I am the happiness of this world. I am the giver of life and the provider of bread. I’ve fulfilled my duties and completed my conquest. There’s nothing left to say, much less to give. I am the happiness of this world and I’ve come back to give a little bit back to you. Returning from China took longer than I expected. I went over there last fall to get my own sense of the protests in Hong Kong, knowing that zero media sources were reporting on it correctly or fairly. China isn’t exactly the friendliest to the avian community, so it’s always dicey (heh) whenever we go over there or to Asia. My husband and I have business interests on the mainland and occasional face time is necessary to maintain those investments. Copper? Lithium? Geranium ore? It could be in our portfolio.

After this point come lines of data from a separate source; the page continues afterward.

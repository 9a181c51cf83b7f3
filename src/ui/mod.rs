mod button;
mod dropdown;
mod rule_editor;

pub use button::Button;
pub use dropdown::Dropdown;
pub use rule_editor::{RuleEditor, RuleField};

use macroquad::prelude::screen_width;

pub const PANEL_WIDTH: f32 = 200.0;
pub const BUTTON_HEIGHT: f32 = 34.0;
const BUTTON_GAP: f32 = 8.0;

/// Commands a demo screen accepts from buttons or keys
#[derive(Clone, Copy, PartialEq, Eq, Debug)]
pub enum Action {
    ToggleRunning,
    Step,
    Clear,
    Randomize,
    FillDown,
    FillUp,
    BackToMenu,
}

impl Action {
    pub fn label(self) -> &'static str {
        match self {
            Action::ToggleRunning => "Start/Stop",
            Action::Step => "Step",
            Action::Clear => "Clear",
            Action::Randomize => "Randomize",
            Action::FillDown => "Fill -5%",
            Action::FillUp => "Fill +5%",
            Action::BackToMenu => "Menu",
        }
    }
}

pub const CONWAY_ACTIONS: &[Action] = &[
    Action::ToggleRunning,
    Action::Step,
    Action::Clear,
    Action::Randomize,
    Action::FillDown,
    Action::FillUp,
    Action::BackToMenu,
];

pub const LANGTON_ACTIONS: &[Action] = &[
    Action::ToggleRunning,
    Action::Step,
    Action::Clear,
    Action::BackToMenu,
];

/// Get the X position where the panel starts (right side)
pub fn panel_x() -> f32 {
    screen_width() - PANEL_WIDTH
}

/// Get the width of the grid area
pub fn grid_area_width() -> f32 {
    panel_x()
}

/// Stack one button per action in the side panel, starting at `top`
pub fn create_buttons(actions: &[Action], top: f32) -> Vec<(Action, Button)> {
    let px = panel_x() + 10.0;
    let width = PANEL_WIDTH - 20.0;
    actions
        .iter()
        .enumerate()
        .map(|(i, &action)| {
            let y = top + i as f32 * (BUTTON_HEIGHT + BUTTON_GAP);
            (action, Button::new(px, y, width, BUTTON_HEIGHT, action.label()))
        })
        .collect()
}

I am the happiness of this world. Do you need evidence? With pleasure: I encouraged entrepreneurs in [REDACTED] to be more frugal in their investments, and that they should share their [REDACTED] when they have enough for the group. This led to a surprising amount of fatalities, but such are the perils of heroin production. But I didn’t become happy in Afghanistan—I mean, [REDACTED]. My mother taught me never to judge “our lesser angels,” as she called them—addicts—and I try. But it’s hard. How can I not think of my husband when I see a young man with everything going for him throwing it all away on a five-dinar bag of horse. It’s terrible. I hate seeing all those young men and women nodding out in alleyways and passed out on sidewalks, dying of overdoses without any Narcan in sight.
I am the happiness of this world, because I save people. Rules I can’t get into prevent me from explicating my community involvement further, so I’ll just say this: it gets better. And by “it,” I mean everything: your life, your hair, your attitude, your emotions, your look, your weight, your mindset, your cloaca. Once you hit 330, all of those anxieties typical of the Terrible 200s evaporate. I have the wisdom of 330 years, and the energy and optimism of an 80-year-old Monica. I feel great! I’ll let you in on our little secret: infant blood and regular sacrifices to Moloch (Kidding.) But really: Rooster and I have been blessed with such impossibly good health because of a man we met in Venice ages ago. That’s a tale for another time, one you’ll all like to know, as it answers many frequently asked, lingering questions that have still gone unanswered: “How can they talk?” “How can you read?” “How can you drive a car?” “How can you fire a gun?” “How are you still alive?”
I am the happiness of this world—that’s how. My education in Venice didn’t involve psychoanalysis, but I can tell you this: we were there for tuberculosis outbreaks. We know when an incompetent government’s lying to us. The Trump administration is panicking because now that they’ve downplayed the likelihood of a coronavirus pandemic and discouraged people from stocking up on supplies, they’re completely fucked in the election should the virus become a global disaster. My family will be self-quarantining up in New England, as we’re the most likely targets of the pandemic—not the disease itself, but the fear mongering and what it does to human society… this confusion and panic always leads to violence, and animals are the first to go.
I thought we were past the days of such disgusting monikers as “Avian flu.” Can you imagine the scandal if they called a disease originating in Israel the “Jew flu”? Maybe now you see what I mean.
I am the happiness of this world, and that means being prepared and safe. I don’t advise going outside for more than 15 minutes for the next six months, if possible. I know not everyone is financially solvent enough to buy a three-weeks’ supply of food and water today, but I’ll just say that maybe they have someone to blame for that—themselves. They must’ve done something wrong. I’ve worked hard all my life and what do I have? A lot: a Peloton bike, a loving husband (who has problems but we work through them), a platform, a voice, and a fucking stunning cloaca. What’s not to be happy about?